In occasione del 4 gennaio, data di nascita di Louis Braille, si celebra la Giornata Mondiale dell’alfabeto Braille: un sistema inventato nel 1829 che ha cambiato completamente il modo di vivere di milioni di persone con disabilità visiva, e che ancora oggi è indispensabile per scrivere, leggere e comunicare.

L’Unione Italiana Ciechi e Ipovedenti, l’organizzazione nazionale che rappresenta le istanze di circa 2 milioni di cittadini ciechi assoluti e ipovedenti, coglie l’occasione di questa importante ricorrenza per richiamare l’attenzione sullo stato di emergenza in cui versano le persone con disabilità visiva nel corso della pandemia, chiedendo massima attenzione e impegno alle Istituzioni del Paese.

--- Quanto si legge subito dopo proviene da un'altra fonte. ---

//! AES-256-GCM with a 96-bit nonce and 128-bit tag.
//!
//! Output layout is the `aes-gcm` crate convention: `ciphertext || tag`.
//! The nonce is never prepended here; envelopes store it separately.

use aes_gcm::{
    aead::{Aead, KeyInit},
    Aes256Gcm, Nonce,
};

use crate::keys::EncryptionKey;
use crate::{NONCE_SIZE, TAG_SIZE};

/// Opaque AEAD failure. Callers map it to the error kind that fits the
/// step that failed, so no detail is carried.
#[derive(Debug, Clone, Copy, PartialEq, Eq)]
pub(crate) struct AeadFailure;

pub(crate) fn seal(
    key: &EncryptionKey,
    nonce: &[u8; NONCE_SIZE],
    plaintext: &[u8],
) -> Result<Vec<u8>, AeadFailure> {
    let cipher = Aes256Gcm::new(key.as_bytes().into());
    cipher
        .encrypt(Nonce::from_slice(nonce), plaintext)
        .map_err(|_| AeadFailure)
}

pub(crate) fn open(
    key: &EncryptionKey,
    nonce: &[u8; NONCE_SIZE],
    ciphertext: &[u8],
) -> Result<Vec<u8>, AeadFailure> {
    if ciphertext.len() < TAG_SIZE {
        return Err(AeadFailure);
    }
    let cipher = Aes256Gcm::new(key.as_bytes().into());
    cipher
        .decrypt(Nonce::from_slice(nonce), ciphertext)
        .map_err(|_| AeadFailure)
}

“I disabili visivi – commenta Mario Barbuto, Presidente dell’Unione Italiana Ciechi e Ipovedenti – sono tra le persone rese più esposte al rischio di contagio, così come confermato anche da documenti ufficiali dell’Organizzazione Mondiale della Sanità. Pensiamo infatti che per un cieco o un ipovedente il tatto è il principale veicolo di esplorazione e interazione con il mondo esterno, ed essenziale per muoversi nello spazio, studiare a distanza, lavorare, acquistare beni di necessità, evitare pericoli, come dimostra anche l’adozione ormai universale del sistema Braille basato appunto su punti in rilievo percepibili solo al tatto. Ne consegue che sono proprio i ciechi tra i soggetti più esposti al rischio virus e che necessitano di priorità e attenzione particolare in questa fase di programmazione degli accessi alla vaccinazione. A questo riguardo – prosegue Barbuto – come Unione siamo anche disponibili a mettere a disposizione le nostre strutture capillari sul territorio e la nostra conoscenza delle problematiche dei non vedenti per studiare le modalità più opportune per provvedere al più presto alla loro vaccinazione, sia pure nel rispetto delle priorità già definite.”.

L’Organizzazione Mondiale della Sanità stima che nel mondo vi siano 1.3 miliardi di persone con problemi visivi, di cui 36 milioni affette da cecità totale. Per il non vedente, il sistema braille, basato su 6 punti in rilievo che possono combinarsi e corrispondere a lettere dell’alfabeto, numeri, segni di interpunzione, simboli matematici, informatici, musicali e chimici, è lo strumento imprescindibile per la sua autonomia e integrazione nel tessuto sociale, scolastico, lavorativo e culturale di qualsiasi comunità.